Sooo much to talk about. OpenAI released GPT5.5 yesterday. That alone would warrant an entire newsletter. Mythos is disrupting cybersecurity, or perhaps not. Jury is still out.
Anthropic allegedly is planning to pull Claude Code from their Pro plans. If this happens - expect a FURIOUS response in this space. But in this newsletter I wrote about a worrying trend. How slowly but steadily an elite is being formed. The rich and powerful get access to the latest models , while the rest of the world has to do with less power and compute.

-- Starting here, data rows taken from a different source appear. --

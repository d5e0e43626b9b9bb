//! GitHub Jobs JSON API.

use async_trait::async_trait;
use reqwest::Client;
use serde::Deserialize;

use super::{JobSource, fetch_per_keyword};
use crate::Result;
use crate::domain::RawPosting;

const DEFAULT_ENDPOINT: &str = "https://jobs.github.com/positions.json";

#[derive(Debug, Deserialize)]
struct GithubPosition {
    #[serde(default)]
    title: String,
    #[serde(default)]
    company: String,
    #[serde(default)]
    location: String,
    #[serde(default)]
    url: String,
    #[serde(default)]
    description: String,
    #[serde(default)]
    created_at: String,
}

impl GithubPosition {
    fn into_raw(self, source: &str) -> RawPosting {
        RawPosting {
            title: self.title,
            organization: self.company,
            location: self.location,
            url: self.url,
            description: self.description,
            source: source.to_string(),
            posted_date: self.created_at,
        }
    }
}

pub struct GithubJobsSource {
    client: Client,
    endpoint: String,
}

impl GithubJobsSource {
    pub fn new(client: Client) -> Self {
        Self::with_endpoint(client, DEFAULT_ENDPOINT)
    }

    pub fn with_endpoint(client: Client, endpoint: impl Into<String>) -> Self {
        Self {
            client,
            endpoint: endpoint.into(),
        }
    }

    async fn fetch_keyword(&self, keyword: &str) -> Result<Vec<RawPosting>> {
        let positions: Vec<GithubPosition> = self
            .client
            .get(&self.endpoint)
            .query(&[("description", keyword)])
            .send()
            .await?
            .error_for_status()?
            .json()
            .await?;

        Ok(positions
            .into_iter()
            .map(|p| p.into_raw(self.name()))
            .collect())
    }
}

#[async_trait]
impl JobSource for GithubJobsSource {
    fn name(&self) -> &'static str {
        "GitHub Jobs"
    }

    async fn fetch(&self, keywords: &[String]) -> Result<Vec<RawPosting>> {
        fetch_per_keyword(self.name(), keywords, |kw| self.fetch_keyword(kw)).await
    }
}

#[cfg(test)]
mod tests {
    use super::*;
    use crate::test_support::one_shot_server;

    #[tokio::test]
    async fn test_fetch_maps_fields() {
        let body = r#"[{"title":"SWE Intern","company":"Acme","location":"Remote","url":"https://x/1","description":"Build things","created_at":"Mon Jan 05 2026"}]"#;
        let (base, server) = one_shot_server("HTTP/1.1 200 OK", body).await;
        let source = GithubJobsSource::with_endpoint(Client::new(), format!("{base}/positions.json"));

        let postings = source.fetch(&["rust intern".to_string()]).await.unwrap();

        assert_eq!(postings.len(), 1);
        let p = &postings[0];
        assert_eq!(p.title, "SWE Intern");
        assert_eq!(p.organization, "Acme");
        assert_eq!(p.url, "https://x/1");
        assert_eq!(p.source, "GitHub Jobs");
        assert_eq!(p.posted_date, "Mon Jan 05 2026");

        let request = server.await.unwrap();
        assert!(request.starts_with("GET /positions.json?description=rust+intern"));
    }

    #[tokio::test]
    async fn test_fetch_http_error_is_err() {
        let (base, server) = one_shot_server("HTTP/1.1 503 Service Unavailable", "{}").await;
        let source = GithubJobsSource::with_endpoint(Client::new(), base);

        assert!(source.fetch(&["intern".to_string()]).await.is_err());
        server.await.unwrap();
    }
}
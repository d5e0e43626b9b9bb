//! Repository layer for database access.

pub mod posting;

pub use posting::*;
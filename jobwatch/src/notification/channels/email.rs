//! Email notification channel using SMTP.

use std::time::Duration;

use async_trait::async_trait;
use lettre::message::{Mailbox, MultiPart};
use lettre::transport::smtp::authentication::Credentials;
use lettre::{AsyncSmtpTransport, AsyncTransport, Message, Tokio1Executor};
use serde::{Deserialize, Serialize};
use tracing::debug;

use super::NotificationChannel;
use crate::domain::Posting;
use crate::notification::message::{email_html, email_subject, email_text};
use crate::{Error, Result};

/// Sender placeholder left in `.env` by the setup template.
const PLACEHOLDER_SENDER: &str = "your_email@gmail.com";

/// Email channel configuration.
#[derive(Debug, Clone, Serialize, Deserialize)]
pub struct EmailConfig {
    /// Whether the channel is enabled.
    pub enabled: bool,
    /// SMTP server host.
    pub smtp_host: String,
    /// SMTP server port.
    pub smtp_port: u16,
    /// SMTP username.
    pub smtp_username: Option<String>,
    /// SMTP password.
    pub smtp_password: Option<String>,
    /// Upgrade the connection with STARTTLS.
    pub use_tls: bool,
    /// Sender email address.
    pub from_address: String,
    /// Recipient email addresses.
    pub to_addresses: Vec<String>,
}

impl Default for EmailConfig {
    fn default() -> Self {
        Self {
            enabled: false,
            smtp_host: "smtp.gmail.com".to_string(),
            smtp_port: 587,
            smtp_username: None,
            smtp_password: None,
            use_tls: true,
            from_address: String::new(),
            to_addresses: Vec::new(),
        }
    }
}

/// Email notification channel.
pub struct EmailChannel {
    config: EmailConfig,
    timeout: Duration,
}

impl EmailChannel {
    /// Create a new Email channel.
    pub fn new(config: EmailConfig, timeout: Duration) -> Self {
        Self { config, timeout }
    }

    /// Build the MIME message for a posting.
    fn build_message(&self, posting: &Posting) -> Result<Message> {
        let from: Mailbox = self
            .config
            .from_address
            .parse()
            .map_err(|e| Error::Email(format!("invalid sender address: {e}")))?;

        let mut builder = Message::builder().from(from).subject(email_subject(posting));
        for to in &self.config.to_addresses {
            let mailbox: Mailbox = to
                .parse()
                .map_err(|e| Error::Email(format!("invalid recipient address '{to}': {e}")))?;
            builder = builder.to(mailbox);
        }

        builder
            .multipart(MultiPart::alternative_plain_html(
                email_text(posting),
                email_html(posting),
            ))
            .map_err(|e| Error::Email(format!("failed to build message: {e}")))
    }

    fn transport(&self) -> Result<AsyncSmtpTransport<Tokio1Executor>> {
        let builder = if self.config.use_tls {
            AsyncSmtpTransport::<Tokio1Executor>::starttls_relay(&self.config.smtp_host)
                .map_err(|e| Error::Email(format!("invalid SMTP relay: {e}")))?
        } else {
            AsyncSmtpTransport::<Tokio1Executor>::builder_dangerous(&self.config.smtp_host)
        };

        let mut builder = builder
            .port(self.config.smtp_port)
            .timeout(Some(self.timeout));

        if let (Some(user), Some(password)) = (
            self.config.smtp_username.as_ref(),
            self.config.smtp_password.as_ref(),
        ) {
            builder = builder.credentials(Credentials::new(user.clone(), password.clone()));
        }

        Ok(builder.build())
    }
}

#[async_trait]
impl NotificationChannel for EmailChannel {
    fn channel_type(&self) -> &'static str {
        "email"
    }

    fn is_enabled(&self) -> bool {
        let from = self.config.from_address.trim();
        self.config.enabled
            && !self.config.smtp_host.is_empty()
            && !from.is_empty()
            && from != PLACEHOLDER_SENDER
            && !self.config.to_addresses.is_empty()
    }

    async fn send(&self, posting: &Posting) -> Result<()> {
        if !self.is_enabled() {
            return Err(Error::config("Email sender or recipients not configured"));
        }

        let message = self.build_message(posting)?;
        self.transport()?
            .send(message)
            .await
            .map_err(|e| Error::Email(format!("SMTP send failed: {e}")))?;

        debug!(posting_id = %posting.id.short(), "Email notification sent");
        Ok(())
    }
}
//! jobwatch library crate.
//!
//! Watches job boards for new postings, remembers every posting it has seen
//! in SQLite, and pushes each new one to the configured notification channels.

pub mod config;
pub mod coordinator;
pub mod database;
pub mod domain;
pub mod error;
pub mod logging;
pub mod monitor;
pub mod notification;
pub mod sources;

#[cfg(test)]
mod test_support;

pub use error::{Error, Result};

I turned away from OpenAI and Sam Altman as I can spot a sociopath from miles away. The closer I delve into Anthropic , I’m seeing similar personality traits in Dario Amodei. Perhaps you need to be psycho to lead a frontier AI Lab.

Anyway , here’s my piece

Hope you like it .

I am sitting in my home office in Gent. It’s drizzling outside -- proper Belgian weather, the kind that makes you want to stay indoors and drink something warm. I have a “speculooskoekske” disintegrating into my coffee and three browser tabs open on Anthropic's latest model card. And I am genuinely, thoroughly ticked off.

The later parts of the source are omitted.